Утомленная этим длинным, сияющим, полным таких ошеломляющих впечатлений днем, я не принимаю участия в шуме, который царит за столом.

— О чем вы думаете, Галенька? — внезапно спрашивает меня Маяковский.

Я думаю о том, что последние строки стихотворения «Домой», которые еще звучат у меня в ушах, какой-то своей безнадежностью, грустью перекликаются с поэзией Есенина.

Я говорю ему это.

Он долго молчит, глядя перед собой, поворачивая своей большой рукой граненый стакан с красным вином.
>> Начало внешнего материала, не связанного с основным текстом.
//! Command-line arguments for the `magelang` binary, declared with clap's
//! derive API.

use std::path::PathBuf;

use clap::{ArgAction, Parser, Subcommand};

#[derive(Debug, Parser)]
#[command(
    name = "magelang",
    version,
    about = "Parse and check Magelang grammars."
)]
pub struct MageArgs {
    /// Log more. Pass twice for trace output.
    #[arg(short, long, action = ArgAction::Count, global = true)]
    pub verbose: u8,

    #[command(subcommand)]
    pub command: Command,
}

#[derive(Debug, Subcommand)]
pub enum Command {
    /// Parse grammars and check that every rule reference resolves.
    Check {
        /// Grammar files, or directories to search for `.mage` files.
        #[arg(required = true)]
        paths: Vec<PathBuf>,
    },
    /// Print the parsed grammar.
    Ast {
        #[arg(required = true)]
        file: PathBuf,
        /// Print JSON instead of grammar text.
        #[arg(long)]
        json: bool,
    },
    /// Report whether each rule is a token rule or a parse rule.
    Classify {
        #[arg(required = true)]
        file: PathBuf,
    },
    /// Print a grammar in canonical form.
    Fmt {
        #[arg(required = true)]
        file: PathBuf,
        /// Show a diff against the input instead.
        #[arg(long)]
        diff: bool,
    },
}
Потом говорит очень тихо, скорее себе, чем мне:

…и тихим. целующим шпал колени, обнимет мне шею колесо паровоза.

— Вот с чем перекликаются эти стихи, детка.

Галина Катанян. «Азорские острова»

ИЗ ПИСЬМА МАЯКОВСКОГО РАВИЧУ

Одному из своих неуклюжих бегемотов-стихов я приделал такой райский хвостик:

Я хочу быть понят моей страной, а не буду понят — что ж?! По родной стране пройду стороной, как проходит косой дождь.

Несмотря на всю романсовую чувствительность (публика хватается за платки), я эти красивые, подмоченные дождем перышки вырвал.

* * *

Никакой державный цензор так не расправлялся с Пушкиным, как Владимир Маяковский с самим собой.

Марина Цветаева. «Искусство при свете совести»

Я ЗНАЮ СИЛУ СЛОВ…

ХОРОШЕЕ ОТНОШЕНИЕ К ЛОШАДЯМ

Били копыта. Пели будто: — Гриб. Грабь. Гроб. Груб. — Ветром опита, льдом обута, улица скользила. Лошадь на круп грохнулась, и сразу. за зевакой зевака, штаны пришедшие Кузнецким клёшить, сгрудились, смех зазвенел и зазвякал: — Лошадь упала! — — Упала лошадь! — Смеялся Кузнецкий. Лишь один я голос свой не вмешивал в вой ему. Подошел и вижу глаза лошадиные… Улица опрокинулась, течет по-своему… Подошел и вижу — за каплищей каплища по морде катится, прячется в шёрсти… И какая-то общая звериная тоска плеща вылилась из меня и расплылась в шелесте. «Лошадь, не надо. Лошадь, слушайте — чего вы думаете, что вы их плоше? Деточка, все мы немножко лошади, каждый из нас по-своему лошадь». Может быть — старая — и не нуждалась в няньке, может быть, и мысль ей моя казалась пошла, только лошадь рванулась, встала на ноги, ржанула и пошла. Хвостом помахивала. Рыжий ребенок. Пришла веселая, стала в стойло. И все ей казалось — она жеребенок, и стоило жить, и работать стоило.